▸ Work to be completed: Among the entries beneath this sentence, how many lines include the word "hasher"? Only the number is wanted.

== Stored data ==

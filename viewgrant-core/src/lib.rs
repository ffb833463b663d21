//! VIEWGRANT Core - Data Model
//!
//! Pure data structures shared by the lineage resolver, the grant
//! choreography and the gateway implementations. No I/O lives here.

pub mod arn;
pub mod config;
pub mod error;
pub mod event;

pub use arn::{event_bus_arn, TableArn};
pub use config::ChoreographyConfig;
pub use error::{
    ArnError, ChoreographyError, ConfigError, GatewayError, PayloadError, ResolutionError,
    ViewgrantError, ViewgrantResult,
};
pub use event::{
    AssetDescriptor, ChoreographyEvent, ConsumerPhaseEvent, EventData, EventEnvelope,
    GlueDependency, ProducerPhaseEvent, CONSUMER_PHASE_DETAIL_TYPE, PRODUCER_PHASE_DETAIL_TYPE,
    is_managed_asset, SUBSCRIPTION_ACCEPTED_DETAIL_TYPE,
};

use chrono::{DateTime, Utc};
use serde::{Deserialize, Serialize};
use sha2::{Digest, Sha256};
use std::collections::BTreeSet;
use std::fmt;

// ============================================================================
// IDENTITY TYPES
// ============================================================================

/// Principal identifier understood by the permission service: an account id
/// for cross-account shares, or a role ARN for local principals.
pub type PrincipalId = String;

/// Timestamp type using UTC timezone.
pub type Timestamp = DateTime<Utc>;

/// Catalog table type reported for engine views.
pub const VIRTUAL_VIEW_TABLE_TYPE: &str = "VIRTUAL_VIEW";

// ============================================================================
// CATALOG OBJECTS
// ============================================================================

/// Identifies a table or view. Equality is structural.
#[derive(Debug, Clone, PartialEq, Eq, Hash, PartialOrd, Ord, Serialize, Deserialize)]
pub struct CatalogObjectRef {
    pub catalog_id: String,
    pub database_name: String,
    pub object_name: String,
}

impl CatalogObjectRef {
    pub fn new(
        catalog_id: impl Into<String>,
        database_name: impl Into<String>,
        object_name: impl Into<String>,
    ) -> Self {
        Self {
            catalog_id: catalog_id.into(),
            database_name: database_name.into(),
            object_name: object_name.into(),
        }
    }

    /// `<database>.<object>`
    pub fn qualified_name(&self) -> String {
        format!("{}.{}", self.database_name, self.object_name)
    }

    /// Another object in the same catalog.
    pub fn sibling(&self, database_name: &str, object_name: &str) -> Self {
        Self::new(self.catalog_id.clone(), database_name, object_name)
    }

    /// The database this object lives in.
    pub fn database(&self) -> DatabaseRef {
        DatabaseRef {
            catalog_id: self.catalog_id.clone(),
            database_name: self.database_name.clone(),
        }
    }
}

impl fmt::Display for CatalogObjectRef {
    fn fmt(&self, f: &mut fmt::Formatter<'_>) -> fmt::Result {
        write!(f, "{}.{}", self.database_name, self.object_name)
    }
}

/// A database inside a catalog.
#[derive(Debug, Clone, PartialEq, Eq, Hash, PartialOrd, Ord, Serialize, Deserialize)]
pub struct DatabaseRef {
    pub catalog_id: String,
    pub database_name: String,
}

impl fmt::Display for DatabaseRef {
    fn fmt(&self, f: &mut fmt::Formatter<'_>) -> fmt::Result {
        write!(f, "{}", self.database_name)
    }
}

/// Kind of catalog object as far as lineage is concerned.
#[derive(Debug, Clone, Copy, PartialEq, Eq, Hash, Serialize, Deserialize)]
pub enum ObjectKind {
    Table,
    View,
    /// The catalog reported "not found". A resolution leaf, not an error.
    Unknown,
}

impl ObjectKind {
    /// Map a catalog table-type string to a kind.
    pub fn from_table_type(table_type: Option<&str>) -> Self {
        match table_type {
            Some(t) if t == VIRTUAL_VIEW_TABLE_TYPE => ObjectKind::View,
            _ => ObjectKind::Table,
        }
    }
}

/// A fetched catalog object.
#[derive(Debug, Clone, PartialEq, Eq, Serialize, Deserialize)]
pub struct CatalogObject {
    pub reference: CatalogObjectRef,
    pub kind: ObjectKind,
    /// Stored (engine-encoded) view definition, when the object is a view.
    pub definition: Option<String>,
}

impl CatalogObject {
    pub fn table(reference: CatalogObjectRef) -> Self {
        Self {
            reference,
            kind: ObjectKind::Table,
            definition: None,
        }
    }

    pub fn view(reference: CatalogObjectRef, definition: impl Into<String>) -> Self {
        Self {
            reference,
            kind: ObjectKind::View,
            definition: Some(definition.into()),
        }
    }

    pub fn unknown(reference: CatalogObjectRef) -> Self {
        Self {
            reference,
            kind: ObjectKind::Unknown,
            definition: None,
        }
    }

    pub fn is_view(&self) -> bool {
        self.kind == ObjectKind::View
    }
}

// ============================================================================
// LINEAGE
// ============================================================================

/// Deduplicated set of catalog objects a root object depends on.
///
/// Recomputed on demand, never persisted.
#[derive(Debug, Clone, Default, PartialEq, Eq, Serialize, Deserialize)]
pub struct LineageSet {
    objects: BTreeSet<CatalogObjectRef>,
}

impl LineageSet {
    pub fn new() -> Self {
        Self::default()
    }

    /// Returns `true` if the object was not already present.
    pub fn insert(&mut self, object: CatalogObjectRef) -> bool {
        self.objects.insert(object)
    }

    pub fn union_with(&mut self, other: &LineageSet) {
        self.objects.extend(other.objects.iter().cloned());
    }

    pub fn contains(&self, object: &CatalogObjectRef) -> bool {
        self.objects.contains(object)
    }

    pub fn len(&self) -> usize {
        self.objects.len()
    }

    pub fn is_empty(&self) -> bool {
        self.objects.is_empty()
    }

    pub fn iter(&self) -> impl Iterator<Item = &CatalogObjectRef> {
        self.objects.iter()
    }

    /// Distinct databases touched by the set.
    pub fn databases(&self) -> BTreeSet<DatabaseRef> {
        self.objects.iter().map(CatalogObjectRef::database).collect()
    }

    pub fn into_vec(self) -> Vec<CatalogObjectRef> {
        self.objects.into_iter().collect()
    }
}

impl FromIterator<CatalogObjectRef> for LineageSet {
    fn from_iter<I: IntoIterator<Item = CatalogObjectRef>>(iter: I) -> Self {
        Self {
            objects: iter.into_iter().collect(),
        }
    }
}

impl IntoIterator for LineageSet {
    type Item = CatalogObjectRef;
    type IntoIter = std::collections::btree_set::IntoIter<CatalogObjectRef>;

    fn into_iter(self) -> Self::IntoIter {
        self.objects.into_iter()
    }
}

// ============================================================================
// SUBSCRIPTIONS & GRANTS
// ============================================================================

/// One environment subscribed to a listing.
#[derive(Debug, Clone, PartialEq, Eq, Hash, Serialize, Deserialize)]
#[serde(rename_all = "camelCase")]
pub struct SubscriptionAccount {
    pub aws_account_id: String,
    pub region: String,
    pub environment_id: String,
    #[serde(rename = "glueConsumerDBName")]
    pub consumer_database_name: String,
    #[serde(rename = "athenaUserRoleArn")]
    pub consumer_role_arn: String,
}

/// Permissions understood by the permission service.
#[derive(Debug, Clone, Copy, PartialEq, Eq, Hash, PartialOrd, Ord, Serialize, Deserialize)]
#[serde(rename_all = "SCREAMING_SNAKE_CASE")]
pub enum Permission {
    All,
    Select,
    Describe,
}

impl Permission {
    /// SELECT + DESCRIBE.
    pub const READ: &'static [Permission] = &[Permission::Select, Permission::Describe];
    /// DESCRIBE only.
    pub const DESCRIBE: &'static [Permission] = &[Permission::Describe];
    /// Full control.
    pub const ALL: &'static [Permission] = &[Permission::All];
    /// No grant option.
    pub const NONE: &'static [Permission] = &[];

    pub fn as_str(&self) -> &'static str {
        match self {
            Permission::All => "ALL",
            Permission::Select => "SELECT",
            Permission::Describe => "DESCRIBE",
        }
    }
}

impl fmt::Display for Permission {
    fn fmt(&self, f: &mut fmt::Formatter<'_>) -> fmt::Result {
        f.write_str(self.as_str())
    }
}

/// Ledger entry: `principal` was granted access to `dependent_asset`
/// because it subscribed to `target_asset`. Keyed by the triple.
#[derive(Debug, Clone, PartialEq, Eq, Hash, Serialize, Deserialize)]
pub struct GrantRecord {
    pub principal_arn: PrincipalId,
    pub target_asset: CatalogObjectRef,
    pub dependent_asset: CatalogObjectRef,
}

impl GrantRecord {
    pub fn new(
        principal_arn: impl Into<PrincipalId>,
        target_asset: CatalogObjectRef,
        dependent_asset: CatalogObjectRef,
    ) -> Self {
        Self {
            principal_arn: principal_arn.into(),
            target_asset,
            dependent_asset,
        }
    }

    /// Sort key under the principal partition: `<root>#<dependent>`.
    pub fn sort_key(&self) -> String {
        format!(
            "{}#{}",
            self.target_asset.qualified_name(),
            self.dependent_asset.qualified_name()
        )
    }

    /// Hex SHA-256 over the full triple, catalog ids included.
    pub fn record_key(&self) -> String {
        let mut hasher = Sha256::new();
        for part in [
            self.principal_arn.as_str(),
            self.target_asset.catalog_id.as_str(),
            self.target_asset.database_name.as_str(),
            self.target_asset.object_name.as_str(),
            self.dependent_asset.catalog_id.as_str(),
            self.dependent_asset.database_name.as_str(),
            self.dependent_asset.object_name.as_str(),
        ] {
            hasher.update(part.as_bytes());
            hasher.update([0u8]);
        }
        hex::encode(hasher.finalize())
    }
}

#[cfg(test)]
mod tests {
    use super::*;

    fn obj(db: &str, name: &str) -> CatalogObjectRef {
        CatalogObjectRef::new("111111111111", db, name)
    }

    #[test]
    fn test_catalog_object_ref_structural_equality() {
        assert_eq!(obj("sales", "orders"), obj("sales", "orders"));
        assert_ne!(obj("sales", "orders"), obj("crm", "orders"));
        assert_ne!(
            obj("sales", "orders"),
            CatalogObjectRef::new("222222222222", "sales", "orders")
        );
    }

    #[test]
    fn test_lineage_set_dedups() {
        let mut set = LineageSet::new();
        assert!(set.insert(obj("sales", "orders")));
        assert!(!set.insert(obj("sales", "orders")));
        assert_eq!(set.len(), 1);
    }

    #[test]
    fn test_lineage_set_databases_distinct() {
        let set: LineageSet = [obj("sales", "orders"), obj("sales", "items"), obj("crm", "c")]
            .into_iter()
            .collect();
        let dbs: Vec<String> = set.databases().into_iter().map(|d| d.database_name).collect();
        assert_eq!(dbs, vec!["crm".to_string(), "sales".to_string()]);
    }

    #[test]
    fn test_object_kind_from_table_type() {
        assert_eq!(ObjectKind::from_table_type(Some("VIRTUAL_VIEW")), ObjectKind::View);
        assert_eq!(ObjectKind::from_table_type(Some("EXTERNAL_TABLE")), ObjectKind::Table);
        assert_eq!(ObjectKind::from_table_type(None), ObjectKind::Table);
    }

    #[test]
    fn test_grant_record_keys() {
        let a = GrantRecord::new("222222222222", obj("sales", "v_orders"), obj("crm", "customers"));
        let b = GrantRecord::new("222222222222", obj("sales", "v_orders"), obj("crm", "customers"));
        let c = GrantRecord::new("333333333333", obj("sales", "v_orders"), obj("crm", "customers"));
        assert_eq!(a.sort_key(), "sales.v_orders#crm.customers");
        assert_eq!(a.record_key(), b.record_key());
        assert_ne!(a.record_key(), c.record_key());
        assert_eq!(a.record_key().len(), 64);
    }

    #[test]
    fn test_subscription_account_wire_names() {
        let json = serde_json::json!({
            "awsAccountId": "222222222222",
            "region": "us-east-1",
            "environmentId": "env-1",
            "athenaUserRoleArn": "arn:aws:iam::222222222222:role/datazone_usr_x",
            "glueConsumerDBName": "consumer_db",
        });
        let sub: SubscriptionAccount = serde_json::from_value(json).expect("valid subscription");
        assert_eq!(sub.consumer_database_name, "consumer_db");
        assert_eq!(sub.consumer_role_arn, "arn:aws:iam::222222222222:role/datazone_usr_x");
    }

    #[test]
    fn test_permission_wire_names() {
        assert_eq!(
            serde_json::to_value(Permission::Select).expect("serialize"),
            serde_json::json!("SELECT")
        );
        assert_eq!(Permission::All.to_string(), "ALL");
    }
}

===

▸ Solution below: 4